Treat me like a clown I will be a clown .
Treat me like a jman I will do my best to get the job done.
The owner usually never knows this is happening.Or he would correct it.
 

bjp_ne_elec

Senior Member
Location
Southern NH
This style of management went out in the late70's/early 80's in corporate America, and I also saw it disappear (not totally - you still had a few of these knot heads) in the trade. I've worked in both areas.
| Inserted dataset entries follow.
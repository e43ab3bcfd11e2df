//! Headless Chromium driver for HTML-to-PDF conversion.
//!
//! This crate launches a Chromium-family browser, speaks its JSON
//! remote-debugging protocol over WebSocket, waits until a page is
//! genuinely finished loading, and prints it to PDF.
//!
//! # Architecture
//!
//! ```text
//! ┌───────────┐   launch    ┌───────────┐   WebSocket   ┌──────────┐
//! │ Launcher  │────────────►│  Session  │◄─────────────►│ Browser  │
//! └───────────┘             └─────┬─────┘               └──────────┘
//!       │                         │
//!       │ locator: find binary    │ transport: correlate commands,
//!       │ options: build argv     │            fan out events
//!       │                         │ lifecycle: track page readiness
//!       │                         │ protocol:  encode/decode messages
//! ```
//!
//! # Quick Start
//!
//! ```no_run
//! use chromium_printer::{Launcher, PdfOptions};
//!
//! # async fn run() -> anyhow::Result<()> {
//! let launcher = Launcher::builder().build();
//! let session = launcher.launch().await?;
//!
//! let pdf = session
//!     .render_pdf("https://example.com/invoice/42", &PdfOptions::a4())
//!     .await?;
//! std::fs::write("invoice.pdf", pdf)?;
//!
//! session.close().await?;
//! # Ok(())
//! # }
//! ```
//!
//! # Modules
//!
//! | Module | Description |
//! |--------|-------------|
//! | [`launcher`] | Executable discovery and process launching |
//! | [`transport`] | WebSocket connection and command correlation |
//! | [`protocol`] | Message codec and typed commands/events |
//! | [`session`] | Page sessions and load tracking |
//! | [`logging`] | Thread-safe per-conversion trace log |
//! | [`identifiers`] | Strongly typed protocol identifiers |
//! | [`error`] | Error type shared across the crate |
//!
//! # Concurrency
//!
//! Each session owns its own browser process and connection; sessions
//! share nothing except, optionally, a [`LogSink`]. Running conversions
//! concurrently is a matter of launching more sessions.

// ============================================================================
// Modules
// ============================================================================

pub mod error;
pub mod identifiers;
pub mod launcher;
pub mod logging;
pub mod protocol;
pub mod session;
pub mod transport;

// ============================================================================
// Re-exports
// ============================================================================

pub use error::{Error, Result};
pub use identifiers::{CommandId, FrameId, InstanceId, LoaderId, SessionId, TargetId};
pub use launcher::{ChromiumOptions, Launcher, LauncherBuilder};
pub use logging::{LogSink, SessionLog};
pub use protocol::PdfOptions;
pub use session::{ReadySignal, Session, SessionConfig, TimeoutPolicy};
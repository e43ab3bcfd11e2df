//! DevTools protocol message types.
//!
//! This module defines the JSON wire format exchanged with the browser's
//! remote-debugging endpoint.
//!
//! # Protocol Overview
//!
//! | Message Type | Direction | Purpose |
//! |--------------|-----------|---------|
//! | `Command` | Driver → Browser | Method call with correlation id |
//! | `Response` | Browser → Driver | Result or error for one command |
//! | `Event` | Browser → Driver | Unsolicited notification |
//!
//! Commands and responses are correlated by an integer `id`; events carry a
//! `method` and no `id`. Decoding discriminates on field presence, never on
//! arrival order.
//!
//! # Modules
//!
//! | Module | Description |
//! |--------|-------------|
//! | `command` | Typed method calls by protocol domain |
//! | `event` | Typed views of inbound events |
//! | `message` | Wire envelopes and the codec |

// ============================================================================
// Submodules
// ============================================================================

/// Typed method calls organized by protocol domain.
pub mod command;

/// Typed views of inbound events.
pub mod event;

/// Wire envelopes and the codec.
pub mod message;

// ============================================================================
// Re-exports
// ============================================================================

pub use command::{MethodCall, NetworkCommand, PageCommand, PdfOptions, TargetCommand};
pub use event::{DataFrame, LifecycleEvent, ParsedEvent};
pub use message::{Command, Event, Message, Response, ResponseError};
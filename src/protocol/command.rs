//! Typed method calls organized by protocol domain.
//!
//! Only the subset of the protocol needed to launch, navigate, observe
//! load completion, and trigger a PDF print is modeled here.
//!
//! # Domains
//!
//! | Domain | Methods |
//! |--------|---------|
//! | `Page` | enable, navigate, getFrameTree, setLifecycleEventsEnabled, printToPDF |
//! | `Network` | enable |
//! | `Target` | createTarget, attachToTarget, closeTarget |

// ============================================================================
// Imports
// ============================================================================

use serde::Serialize;

use crate::identifiers::TargetId;

// ============================================================================
// MethodCall Wrapper
// ============================================================================

/// All supported method calls.
///
/// This enum wraps domain-specific command enums for unified serialization
/// into the wire `method`/`params` pair.
#[derive(Debug, Clone, Serialize)]
#[serde(untagged)]
pub enum MethodCall {
    /// Page domain commands.
    Page(PageCommand),
    /// Network domain commands.
    Network(NetworkCommand),
    /// Target domain commands.
    Target(TargetCommand),
}

// ============================================================================
// Page Commands
// ============================================================================

/// Page domain commands for navigation, load tracking, and printing.
#[derive(Debug, Clone, Serialize)]
#[serde(tag = "method", content = "params")]
pub enum PageCommand {
    /// Enable page domain notifications.
    #[serde(rename = "Page.enable")]
    Enable,

    /// Navigate the page to a URL.
    #[serde(rename = "Page.navigate")]
    Navigate {
        /// URL to navigate to.
        url: String,
    },

    /// Query the current frame tree.
    ///
    /// The top-level frame's loader id anchors load tracking for the
    /// navigation in progress.
    #[serde(rename = "Page.getFrameTree")]
    GetFrameTree,

    /// Toggle `Page.lifecycleEvent` notifications.
    #[serde(rename = "Page.setLifecycleEventsEnabled")]
    SetLifecycleEventsEnabled {
        /// Whether lifecycle events should be emitted.
        enabled: bool,
    },

    /// Print the current page to PDF.
    #[serde(rename = "Page.printToPDF")]
    PrintToPdf(PdfOptions),
}

// ============================================================================
// Network Commands
// ============================================================================

/// Network domain commands.
#[derive(Debug, Clone, Serialize)]
#[serde(tag = "method", content = "params")]
pub enum NetworkCommand {
    /// Enable network domain notifications.
    #[serde(rename = "Network.enable")]
    Enable,
}

// ============================================================================
// Target Commands
// ============================================================================

/// Target domain commands for page target setup and teardown.
#[derive(Debug, Clone, Serialize)]
#[serde(tag = "method", content = "params")]
pub enum TargetCommand {
    /// Create a new page target.
    #[serde(rename = "Target.createTarget")]
    CreateTarget {
        /// Initial URL for the target.
        url: String,
    },

    /// Attach to a target in flat session mode.
    #[serde(rename = "Target.attachToTarget")]
    AttachToTarget {
        /// Target to attach to.
        #[serde(rename = "targetId")]
        target_id: TargetId,
        /// Flat mode: commands carry a `sessionId` instead of nesting.
        flatten: bool,
    },

    /// Close a page target.
    #[serde(rename = "Target.closeTarget")]
    CloseTarget {
        /// Target to close.
        #[serde(rename = "targetId")]
        target_id: TargetId,
    },
}

// ============================================================================
// PdfOptions
// ============================================================================

/// Options for `Page.printToPDF`.
///
/// Field names match the protocol; sizes are in inches. Defaults are US
/// Letter with background graphics.
#[derive(Debug, Clone, Serialize)]
#[serde(rename_all = "camelCase")]
pub struct PdfOptions {
    /// Landscape orientation.
    pub landscape: bool,

    /// Print the header and footer bands.
    pub display_header_footer: bool,

    /// Include CSS backgrounds.
    pub print_background: bool,

    /// Scale factor, 0.1–2.0.
    pub scale: f64,

    /// Paper width in inches.
    pub paper_width: f64,

    /// Paper height in inches.
    pub paper_height: f64,

    /// Top margin in inches.
    pub margin_top: f64,

    /// Bottom margin in inches.
    pub margin_bottom: f64,

    /// Left margin in inches.
    pub margin_left: f64,

    /// Right margin in inches.
    pub margin_right: f64,

    /// Page ranges such as `"1-5, 8"`; empty means all pages.
    #[serde(skip_serializing_if = "Option::is_none")]
    pub page_ranges: Option<String>,

    /// Honor any CSS `@page` size over the paper fields above.
    pub prefer_css_page_size: bool,
}

impl Default for PdfOptions {
    fn default() -> Self {
        Self {
            landscape: false,
            display_header_footer: false,
            print_background: true,
            scale: 1.0,
            paper_width: 8.5,
            paper_height: 11.0,
            margin_top: 0.4,
            margin_bottom: 0.4,
            margin_left: 0.4,
            margin_right: 0.4,
            page_ranges: None,
            prefer_css_page_size: false,
        }
    }
}

impl PdfOptions {
    /// A4 paper with the default margins.
    #[must_use]
    pub fn a4() -> Self {
        Self {
            paper_width: 8.27,
            paper_height: 11.69,
            ..Self::default()
        }
    }
}

// ============================================================================
// Tests
// ============================================================================
//! Platform-specific browser executable discovery.
//!
//! Probes the well-known install locations for a Chromium-family browser,
//! most specific first, and returns the first executable that exists.
//! Callers that know where their browser lives should configure the path
//! explicitly and skip discovery entirely.

// ============================================================================
// Imports
// ============================================================================

use std::path::{Path, PathBuf};

use tracing::debug;

use crate::error::Result;

// ============================================================================
// Discovery
// ============================================================================

/// Searches the platform's well-known locations for a browser binary.
///
/// Returns `Ok(None)` when no candidate exists; discovery failing is not
/// an error, only an unsupported platform is.
///
/// # Errors
///
/// [`crate::Error::UnsupportedPlatform`] on operating systems with no
/// known install locations.
pub fn find() -> Result<Option<PathBuf>> {
    let found = find_for_platform()?;
    match &found {
        Some(path) => debug!(path = %path.display(), "Located browser binary"),
        None => debug!("No browser binary in well-known locations"),
    }
    Ok(found)
}

#[cfg(target_os = "linux")]
fn find_for_platform() -> Result<Option<PathBuf>> {
    // Branded builds first, then distro Chromium.
    const NAMES: &[&str] = &[
        "google-chrome",
        "google-chrome-stable",
        "google-chrome-beta",
        "google-chrome-unstable",
        "chromium",
        "chromium-browser",
    ];
    const DIRS: &[&str] = &["/usr/bin", "/usr/local/bin", "/opt/google/chrome", "/snap/bin"];

    Ok(find_in(DIRS.iter().map(Path::new), NAMES))
}

#[cfg(target_os = "macos")]
fn find_for_platform() -> Result<Option<PathBuf>> {
    const BUNDLES: &[&str] = &[
        "/Applications/Google Chrome.app/Contents/MacOS/Google Chrome",
        "/Applications/Google Chrome Canary.app/Contents/MacOS/Google Chrome Canary",
        "/Applications/Chromium.app/Contents/MacOS/Chromium",
        "/Applications/Microsoft Edge.app/Contents/MacOS/Microsoft Edge",
    ];

    Ok(BUNDLES
        .iter()
        .map(PathBuf::from)
        .find(|path| path.is_file()))
}

#[cfg(target_os = "windows")]
fn find_for_platform() -> Result<Option<PathBuf>> {
    const NAMES: &[&str] = &["chrome.exe", "msedge.exe"];

    // The App Paths registration is authoritative when present.
    if let Some(path) = find_in_registry() {
        return Ok(Some(path));
    }

    let mut dirs = Vec::new();
    // A browser co-located with our own executable wins over installs.
    if let Some(exe_dir) = std::env::current_exe()
        .ok()
        .and_then(|exe| exe.parent().map(Path::to_path_buf))
    {
        dirs.push(exe_dir);
    }
    for var in ["PROGRAMFILES", "PROGRAMFILES(X86)", "LOCALAPPDATA"] {
        if let Ok(base) = std::env::var(var) {
            dirs.push(PathBuf::from(&base).join("Google\\Chrome\\Application"));
            dirs.push(PathBuf::from(&base).join("Microsoft\\Edge\\Application"));
            dirs.push(PathBuf::from(&base).join("Chromium\\Application"));
        }
    }

    Ok(find_in(dirs.iter().map(PathBuf::as_path), NAMES))
}

#[cfg(target_os = "windows")]
fn find_in_registry() -> Option<PathBuf> {
    use winreg::RegKey;
    use winreg::enums::HKEY_LOCAL_MACHINE;

    let app_paths = RegKey::predef(HKEY_LOCAL_MACHINE)
        .open_subkey("SOFTWARE\\Microsoft\\Windows\\CurrentVersion\\App Paths\\chrome.exe")
        .ok()?;
    let path: String = app_paths.get_value("").ok()?;
    let path = PathBuf::from(path);
    path.is_file().then_some(path)
}

#[cfg(not(any(target_os = "linux", target_os = "macos", target_os = "windows")))]
fn find_for_platform() -> Result<Option<PathBuf>> {
    Err(crate::error::Error::unsupported_platform())
}

/// Returns the first `dir/name` combination that is an existing file.
///
/// Name order outranks directory order: every directory is probed for the
/// most preferred name before any less preferred name is considered.
fn find_in<'a>(dirs: impl Iterator<Item = &'a Path> + Clone, names: &[&str]) -> Option<PathBuf> {
    for name in names {
        for dir in dirs.clone() {
            let candidate = dir.join(name);
            if candidate.is_file() {
                return Some(candidate);
            }
        }
    }
    None
}

// ============================================================================
// Tests
// ============================================================================
//! Launch-command resolution for discovered plugins.
//!
//! A pre-built JavaScript bundle runs under `node`; a TypeScript source
//! entry runs under a transpiling launcher when one is resolvable on
//! `PATH`; anything else is executed directly by the platform.

use std::ffi::OsStr;
use std::path::{Path, PathBuf};

use crate::discovery::DiscoveredPlugin;
use crate::error::{HostError, Result};

/// Development-mode TypeScript launchers, in preference order.
const TS_LAUNCHERS: [&str; 2] = ["tsx", "ts-node"];

/// A fully-resolved child process invocation.
#[derive(Debug, Clone)]
pub struct LaunchCommand {
    pub program: String,
    pub args: Vec<String>,
    /// Working directory: the plugin root.
    pub cwd: PathBuf,
}

/// Resolve how to run a plugin's entry artifact.
pub fn resolve_launch(plugin: &DiscoveredPlugin) -> Result<LaunchCommand> {
    let entry = plugin.path.join(&plugin.entry);
    let entry_str = entry.to_string_lossy().into_owned();
    let extension = entry.extension().and_then(OsStr::to_str).unwrap_or("");

    let command = match extension {
        "js" | "cjs" | "mjs" => LaunchCommand {
            program: "node".into(),
            args: vec![entry_str],
            cwd: plugin.path.clone(),
        },
        "ts" => {
            let launcher = TS_LAUNCHERS
                .iter()
                .find_map(|name| find_on_path(name))
                .ok_or_else(|| HostError::Spawn {
                    name: plugin.name.clone(),
                    message: format!(
                        "no TypeScript launcher ({}) on PATH for entry {}",
                        TS_LAUNCHERS.join(", "),
                        plugin.entry
                    ),
                })?;
            LaunchCommand {
                program: launcher.to_string_lossy().into_owned(),
                args: vec![entry_str],
                cwd: plugin.path.clone(),
            }
        }
        _ => LaunchCommand {
            program: entry_str,
            args: Vec::new(),
            cwd: plugin.path.clone(),
        },
    };

    Ok(command)
}

/// Locate an auxiliary executable bundled with a plugin.
///
/// Resolution order: the plugin's own `binaries/` directory, then the
/// host-bundled directory when one is given, then the system `PATH`.
pub fn resolve_auxiliary(
    plugin_root: &Path,
    host_dir: Option<&Path>,
    name: &str,
) -> Option<PathBuf> {
    let bundled = plugin_root.join("binaries").join(name);
    if bundled.is_file() {
        return Some(bundled);
    }
    if let Some(dir) = host_dir {
        let hosted = dir.join(name);
        if hosted.is_file() {
            return Some(hosted);
        }
    }
    find_on_path(name)
}

fn find_on_path(name: &str) -> Option<PathBuf> {
    let path = std::env::var_os("PATH")?;
    std::env::split_paths(&path)
        .map(|dir| dir.join(name))
        .find(|candidate| candidate.is_file())
}
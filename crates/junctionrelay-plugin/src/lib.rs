//! Plugin-side SDK for JunctionRelay collector plugins.
//!
//! A collector plugin is a standalone process that reads newline-framed
//! JSON-RPC 2.0 requests on stdin and writes framed responses on stdout.
//! This crate turns an implementation of the [`Collector`] trait into
//! such a process:
//!
//! ```rust,no_run
//! use std::sync::Arc;
//! use junctionrelay_plugin::{Collector, Dispatcher};
//! use junctionrelay_protocol::CollectorMetadata;
//!
//! struct Clock;
//!
//! impl Collector for Clock {
//!     fn metadata(&self) -> CollectorMetadata {
//!         serde_json::from_value(serde_json::json!({
//!             "collectorName": "demo.clock",
//!             "displayName": "Clock",
//!         }))
//!         .expect("static metadata")
//!     }
//! }
//!
//! #[tokio::main]
//! async fn main() -> std::io::Result<()> {
//!     junctionrelay_plugin::init_logging();
//!     Dispatcher::new(Arc::new(Clock)).serve().await
//! }
//! ```
//!
//! The dispatcher answers `getMetadata`, `healthCheck`, and the
//! `fetchSelectedSensors` fallback by itself; everything else routes to
//! the trait, whose default implementations make a do-nothing collector
//! fully protocol-conformant.

pub mod collector;
pub mod dispatcher;
pub mod error;
pub mod logging;

pub use collector::Collector;
pub use dispatcher::Dispatcher;
pub use error::CollectorError;
pub use logging::init_logging;

// Plugin authors only need one crate in their dependency table.
pub use junctionrelay_protocol as protocol;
It's counter productive as it demotivates the emplyoee - proven by many interviews and studies. People like this have usually a control issue and most of the time are very insecure. In corporate America they are not tolerated - but again, you still see a few in construction. If it's the owner - much more difficult to change this type. If he's an employee, then upper management needs to hear complaints.

Good luck!
 
Hi everyone,
Having been in this situation as well, I have found work work best for me is to present this person with options. Option one I calmly ask "What can I do to help you have a better day". This usually settles them down to a tolerable level that can be dealt with. Option two which hinges souly on your financial stand point as them if they have any caulk? When they reply "no" suggest they get some so they can mark where they started kissing your A#$. Several post now have suggested that these types of people suffer from some form of short coming or another that they are very aware of it and can't come to terms with it. Each and every night they have to lay down and reflect on how miserable they are and know they have to deal with it everyday. You can't fix it but you can control your exposure which has been suggested as well. No sure who, but it was quoted " the true measure of a person is not measured when they are in triumph, but measure when they face adversities". You being the better person will be your greatest glory and it's priceless. Good luck to you. In closing i think it was this forum that someone has a comment below their name that states " Never argue with and idiot, they will drag you down to their level and beat you with experience". I still have that as my screen saver on the work computer.

LHarrington
 

khixxx

Senior Member
Location
BF PA
I worked for an arrogant guy, It was a trip just to talk to him. He was always putting down people, pretty much everyone hated him. I was always asked how I could put up with him. Anyway I put up with it for 2.5 years. I final ask him what his problem was with me, that was like poking a tiger. So I called HR (Big mistake) and told them I was having problems dealing with my supervisor and I needed help either advice, training what ever. next thing I know I was in meeting after meeting about how my performance declining. I pulled out my evaluations from years past to compare them with the new one. yes there was a noticeable decline in performance and it just so happened to be the same time I called HR looking for help. well I saved up what it would cost me to live a year without work. I began searching for a new job, requested training classes like crazy and burnt up about 4 weeks of sick leave paid all excusable in a 8 month period. During that 8 months I know I was leaving so I just didn't care if that guy was arrogant I just shrugged it off and I just did not care what he thought. I finally gave my notice and said "I don't wake up everyday to deal with this". I now make double what I was making. I figured it cost the company about $15k when I left now they had to train another guy so that cost time and money.

To finally answer you question of how I handle it. I just do not care. I know my skills, I know I am financially fit, and I know there are to many jobs out there to deal with crap. C Ya :)

When guys yell and act like their hair is on fire then look at me and know I just do not care what they think, they back off.